High voltage/high temperature operation aggravates the risk of capacity attenuation and thermal runaway of layered oxide cathodes due to crystal degradation and interfacial instability. A combined strategy of bulk regulation and surface chemistry design is crucial to handle these issues. Here, we present a simultaneous Li₂WO₄-coated and gradient W-doped 0.98LiNi_0.5Mn_0.5O₂·0.02Li₂WO₄ cathode through modulating the content of the exotic dopant and stoichiometric lithium salt during lithiation calcination. Benefiting from the slightly Li-enriched chemistry induced by the hetero-epitaxially grown Li₂WO₄ surface, the 0.98LiNi_0.5Mn_0.5O₂·0.02Li₂WO₄ cathode demonstrates superior electrochemical performance to W-doped LiNi_0.49Mn_0.49W_0.02O₂ and WO₃ coated 0.98LiNi_0.5Mn_0.5O₂·0.02WO₃ cathodes without a Li-enriched phase.
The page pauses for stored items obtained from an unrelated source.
//! Sender-side request construction.
//!
//! Builds the final wire bytes for one command: stamps the current time,
//! encodes the message, and signs it when a key is configured. Unsigned
//! requests carry an all-zero digest. Mask normalization stays the
//! receiver's job, but a well-formed sender never emits a prefix length
//! outside 1..=32 for Add/Remove.

use crate::auth::{self, AuthKey, AuthTag};
use crate::error::WireError;
use crate::freshness::unix_now;
use crate::message::{Command, ControlMessage, TableName, WIRE_VERSION};
use bytes::Bytes;
use std::net::Ipv4Addr;

/// Build a request datagram stamped with the current time
pub fn build_request(
    command: Command,
    table: TableName,
    addr: Ipv4Addr,
    mask: u8,
    key: Option<&AuthKey>,
) -> Result<Bytes, WireError> {
    build_request_at(command, table, addr, mask, unix_now(), key)
}

/// Build a request datagram with an explicit timestamp
pub fn build_request_at(
    command: Command,
    table: TableName,
    addr: Ipv4Addr,
    mask: u8,
    timestamp: u32,
    key: Option<&AuthKey>,
) -> Result<Bytes, WireError> {
    if command != Command::Flush && !(1..=32).contains(&mask) {
        return Err(WireError::Mask(mask));
    }

    let msg = ControlMessage {
        version: WIRE_VERSION,
        command,
        mask,
        addr,
        table,
        timestamp,
    };

    let tag = match key {
        Some(key) => auth::sign(key, &msg.signed_bytes()),
        None => AuthTag::zero(),
    };

    Ok(msg.encode(&tag))
}

#[cfg(test)]
mod tests {
    use super::*;
    use crate::auth::AUTH_KEY_SIZE;
    use crate::message::{MESSAGE_SIZE, SIGNED_LEN};

    fn test_key() -> AuthKey {
        AuthKey::from_slice(&[7u8; AUTH_KEY_SIZE]).unwrap()
    }

    #[test]
    fn test_signed_request_verifies() {
        let key = test_key();
        let table = TableName::new("blocked").unwrap();
        let wire = build_request_at(
            Command::Add,
            table,
            Ipv4Addr::new(192, 168, 1, 5),
            32,
            1234,
            Some(&key),
        )
        .unwrap();

        assert_eq!(wire.len(), MESSAGE_SIZE);
        let (msg, tag) = ControlMessage::decode(&wire).unwrap();
        assert_eq!(msg.command, Command::Add);
        assert_eq!(msg.addr, Ipv4Addr::new(192, 168, 1, 5));
        assert_eq!(msg.timestamp, 1234);
        assert!(auth::verify(&key, &wire[..SIGNED_LEN], &tag));
    }

    #[test]
    fn test_unsigned_request_has_zero_digest() {
        let table = TableName::new("t").unwrap();
        let wire =
            build_request_at(Command::Remove, table, Ipv4Addr::new(10, 0, 0, 1), 24, 1, None)
                .unwrap();
        let (_, tag) = ControlMessage::decode(&wire).unwrap();
        assert_eq!(tag, AuthTag::zero());
    }

    #[test]
    fn test_sender_rejects_bad_mask() {
        let table = TableName::new("t").unwrap();
        let addr = Ipv4Addr::new(10, 0, 0, 1);
        assert_eq!(
            build_request_at(Command::Add, table, addr, 0, 1, None),
            Err(WireError::Mask(0))
        );
        assert_eq!(
            build_request_at(Command::Remove, table, addr, 33, 1, None),
            Err(WireError::Mask(33))
        );
    }

    #[test]
    fn test_flush_ignores_mask() {
        let table = TableName::new("t").unwrap();
        let wire =
            build_request_at(Command::Flush, table, Ipv4Addr::UNSPECIFIED, 0, 1, None).unwrap();
        let (msg, _) = ControlMessage::decode(&wire).unwrap();
        assert_eq!(msg.command, Command::Flush);
    }
}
Specifically, when cycled in the potential range of 2.7–4.5 V at 30 °C, the 0.98LiNi_0.5Mn_0.5O₂·0.02Li₂WO₄ cathode possesses a high discharge capacity of 199.2 and 156.5 mA h g⁻¹ at 0.1 and 5C and a capacity retention of 92.88% after 300 cycles at 1C. Even at a high cut-off voltage of 4.6 V, it still retains a capacity retention of 91.15% after 200 cycles at 1C and 30 °C. Compared with LiNi_0.5Mn_0.5O₂, the enhanced performance of 0.98LiNi_0.5Mn_0.5O₂·0.02Li₂WO₄ can be attributed to its robust bulk and stable interface, inhibited lattice oxygen release, and improved Li⁺ transport kinetics. Our work emphasizes the significance of the slightly Li-enriched chemistry and bulk modulation strategy in stabilizing cathodes and hence unlocks vast possibilities for future cathode design.